Stored entries
::::::

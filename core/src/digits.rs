//! Rules for single digits, and for integer literals accumulated from them.

use core::marker::PhantomData;

use crate::{Cursor, Diagnostics, Integer, Result, Rule, Scalar, Source, TerminalRule};


/// A [`TerminalRule`](trait.TerminalRule.html) that recognizes one digit of a
/// numeral in some radix and whose construction is the digit's value.
pub trait DigitRule: TerminalRule {
    /// The base that a sequence of these digits is read in.
    const RADIX: u8;
}


/// Decimal digit, `0` through `9`.
#[derive(Debug)]
pub struct DecimalDigit<Location, Terminal, Construction>(
    PhantomData<fn(Location, Terminal) -> Construction>);

impl<L, T, C> TerminalRule for DecimalDigit<L, T, C>
    where T: Scalar,
          C: Integer,
{
    type Location = L;
    type Terminal = T;
    type Construction = C;

    #[inline]
    fn parse_terminal(terminal: T) -> Option<C> {
        match terminal.ascii()? {
            d @ b'0' ..= b'9' => Some(C::from_digit(d - b'0')),
            _ => None,
        }
    }
}

impl<L, T, C> DigitRule for DecimalDigit<L, T, C>
    where T: Scalar,
          C: Integer,
{
    const RADIX: u8 = 10;
}


/// Decimal digit excluding zero, `1` through `9`.  For the leading digit of
/// literals that must not have leading zeros.
#[derive(Debug)]
pub struct NaturalDecimalDigit<Location, Terminal, Construction>(
    PhantomData<fn(Location, Terminal) -> Construction>);

impl<L, T, C> TerminalRule for NaturalDecimalDigit<L, T, C>
    where T: Scalar,
          C: Integer,
{
    type Location = L;
    type Terminal = T;
    type Construction = C;

    #[inline]
    fn parse_terminal(terminal: T) -> Option<C> {
        match terminal.ascii()? {
            d @ b'1' ..= b'9' => Some(C::from_digit(d - b'0')),
            _ => None,
        }
    }
}

impl<L, T, C> DigitRule for NaturalDecimalDigit<L, T, C>
    where T: Scalar,
          C: Integer,
{
    const RADIX: u8 = 10;
}


/// Hexadecimal digit, `0` through `9` and `a` through `f` in either case.
#[derive(Debug)]
pub struct HexDigit<Location, Terminal, Construction>(
    PhantomData<fn(Location, Terminal) -> Construction>);

impl<L, T, C> TerminalRule for HexDigit<L, T, C>
    where T: Scalar,
          C: Integer,
{
    type Location = L;
    type Terminal = T;
    type Construction = C;

    #[inline]
    fn parse_terminal(terminal: T) -> Option<C> {
        match terminal.ascii()? {
            d @ b'0' ..= b'9' => Some(C::from_digit(d - b'0')),
            d @ b'a' ..= b'f' => Some(C::from_digit(d - b'a' + 10)),
            d @ b'A' ..= b'F' => Some(C::from_digit(d - b'A' + 10)),
            _ => None,
        }
    }
}

impl<L, T, C> DigitRule for HexDigit<L, T, C>
    where T: Scalar,
          C: Integer,
{
    const RADIX: u8 = 16;
}


/// Hexadecimal digit, `0` through `9` and lowercase `a` through `f` only.
#[derive(Debug)]
pub struct HexDigitLowercase<Location, Terminal, Construction>(
    PhantomData<fn(Location, Terminal) -> Construction>);

impl<L, T, C> TerminalRule for HexDigitLowercase<L, T, C>
    where T: Scalar,
          C: Integer,
{
    type Location = L;
    type Terminal = T;
    type Construction = C;

    #[inline]
    fn parse_terminal(terminal: T) -> Option<C> {
        match terminal.ascii()? {
            d @ b'0' ..= b'9' => Some(C::from_digit(d - b'0')),
            d @ b'a' ..= b'f' => Some(C::from_digit(d - b'a' + 10)),
            _ => None,
        }
    }
}

impl<L, T, C> DigitRule for HexDigitLowercase<L, T, C>
    where T: Scalar,
          C: Integer,
{
    const RADIX: u8 = 16;
}


/// An unsigned integer literal whose leading digit is recognized by `First`
/// and whose following digits are recognized by `Next`, read in the radix of
/// `Next`.  Choosing a stricter `First`, e.g. `NaturalDecimalDigit`, expresses
/// policies like "no leading zeros".
///
/// The digits are folded into the construction type with overflow-detecting
/// arithmetic.  A literal that does not fit fails with
/// [`Error::Overflow`](enum.Error.html#variant.Overflow), located at the digit
/// that exceeded the bound.  That failure is not recoverable: a shorter prefix
/// of the literal is never accepted instead.
#[derive(Debug)]
pub struct NormalizedIntegerLiteral<First, Next>(PhantomData<fn() -> (First, Next)>);

impl<First, Next> Rule for NormalizedIntegerLiteral<First, Next>
    where First: DigitRule,
          First::Construction: Integer,
          Next: DigitRule<Location = First::Location,
                          Terminal = First::Terminal,
                          Construction = First::Construction>,
{
    type Location = First::Location;
    type Terminal = First::Terminal;
    type Construction = First::Construction;

    fn parse<S, D>(cursor: &mut Cursor<'_, S, D>) -> Result<Self::Construction, Self::Location>
        where S: Source<Location = Self::Location, Terminal = Self::Terminal> + ?Sized,
              D: Diagnostics<Location = Self::Location, Terminal = Self::Terminal>,
    {
        let radix = <Self::Construction as Integer>::from_digit(Next::RADIX);
        let mut value = cursor.attempt::<First>()?;
        loop {
            let at = cursor.location();
            let Some(digit) = cursor.attempt_optional::<Next>()? else {
                return Ok(value);
            };
            value = match value.checked_mul(radix).and_then(|v| v.checked_add(digit)) {
                Some(value) => value,
                None => return Err(cursor.overflow::<Self::Construction>(at)),
            };
        }
    }
}

/// An unsigned integer literal of `Digit`s, which allows leading zeros.
pub type IntegerLiteral<Digit> = NormalizedIntegerLiteral<Digit, Digit>;


#[cfg(test)]
mod tests {
    use super::*;
    use crate::{Error, diagnostics::premade::LastFailure};

    fn map<R>(terminal: R::Terminal) -> Option<R::Construction>
        where R: TerminalRule,
    {
        R::parse_terminal(terminal)
    }

    #[test]
    fn decimal_range() {
        for b in 0_u8 ..= 255 {
            let expected = if b.is_ascii_digit() { Some(b - b'0') } else { None };
            assert_eq!(map::<DecimalDigit<(), u8, u8>>(b), expected);
            assert_eq!(map::<DecimalDigit<(), char, u8>>(char::from(b)), expected);
        }
        assert_eq!(map::<DecimalDigit<(), char, u8>>('٣'), None);
        assert_eq!(map::<DecimalDigit<(), u32, u8>>(0x130 + 0x31), None);
    }

    #[test]
    fn natural_decimal_range() {
        assert_eq!(map::<NaturalDecimalDigit<(), u8, i32>>(b'0'), None);
        assert_eq!(map::<NaturalDecimalDigit<(), u8, i32>>(b'1'), Some(1));
        assert_eq!(map::<NaturalDecimalDigit<(), u8, i32>>(b'9'), Some(9));
        assert_eq!(map::<NaturalDecimalDigit<(), u8, i32>>(b'a'), None);
    }

    #[test]
    fn hex_range() {
        for (c, v) in "0123456789abcdef".chars().zip(0_u8 ..) {
            assert_eq!(map::<HexDigit<(), char, u8>>(c), Some(v));
            assert_eq!(map::<HexDigit<(), char, u8>>(c.to_ascii_uppercase()), Some(v));
            assert_eq!(map::<HexDigitLowercase<(), char, u8>>(c), Some(v));
        }
        for c in ['g', 'G', '/', ':', '@', '`', ' '] {
            assert_eq!(map::<HexDigit<(), char, u8>>(c), None);
        }
        for c in ['A', 'B', 'C', 'D', 'E', 'F'] {
            assert_eq!(map::<HexDigitLowercase<(), char, u8>>(c), None);
        }
    }

    #[test]
    fn radix() {
        assert_eq!(DecimalDigit::<(), u8, u8>::RADIX, 10);
        assert_eq!(NaturalDecimalDigit::<(), u8, u8>::RADIX, 10);
        assert_eq!(HexDigit::<(), u8, u8>::RADIX, 16);
        assert_eq!(HexDigitLowercase::<(), u8, u8>::RADIX, 16);
    }

    type U8 = IntegerLiteral<DecimalDigit<usize, u8, u8>>;
    type Hex16 = IntegerLiteral<HexDigit<usize, u8, u16>>;
    type Normalized = NormalizedIntegerLiteral<NaturalDecimalDigit<usize, u8, u32>,
                                               DecimalDigit<usize, u8, u32>>;

    fn cursor(source: &'static [u8]) -> Cursor<'static, [u8], LastFailure<usize, u8>> {
        Cursor::new(source, LastFailure::default())
    }

    #[test]
    fn overflow_determinism() {
        let mut c = cursor(b"255");
        assert_eq!(c.attempt::<U8>(), Ok(255));
        assert!(c.is_at_end());

        let mut c = cursor(b"256");
        assert_eq!(c.attempt::<U8>(), Err(Error::Overflow { ty: "u8", at: 2 }));
        assert_eq!(c.location(), 0);
        assert_eq!(c.diagnostics().found(), Some(&b'6'));

        let mut c = cursor(b"1000");
        assert_eq!(c.attempt::<U8>(), Err(Error::Overflow { ty: "u8", at: 3 }));
    }

    #[test]
    fn leading_zeros() {
        let mut c = cursor(b"0042x");
        assert_eq!(c.attempt::<U8>(), Ok(42));
        assert_eq!(c.location(), 4);

        let mut c = cursor(b"042");
        assert!(matches!(c.attempt::<Normalized>(), Err(Error::Expected { at: 0, .. })));
        assert_eq!(c.location(), 0);

        let mut c = cursor(b"4020");
        assert_eq!(c.attempt::<Normalized>(), Ok(4020));
    }

    #[test]
    fn hex_literal() {
        let mut c = cursor(b"fFfF");
        assert_eq!(c.attempt::<Hex16>(), Ok(0xffff));

        let mut c = cursor(b"10000");
        assert_eq!(c.attempt::<Hex16>(), Err(Error::Overflow { ty: "u16", at: 4 }));
    }

    #[test]
    fn empty() {
        let mut c = cursor(b"");
        assert!(matches!(c.attempt::<U8>(), Err(Error::Expected { at: 0, .. })));
        assert_eq!(c.diagnostics().found(), None);
    }
}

::::::

Find "literals" in the data above. Report each line where it appears.

FINISHED EXERCISE:
//! Rules for single digits, and for integer literals accumulated from them.
/// literals that must not have leading zeros.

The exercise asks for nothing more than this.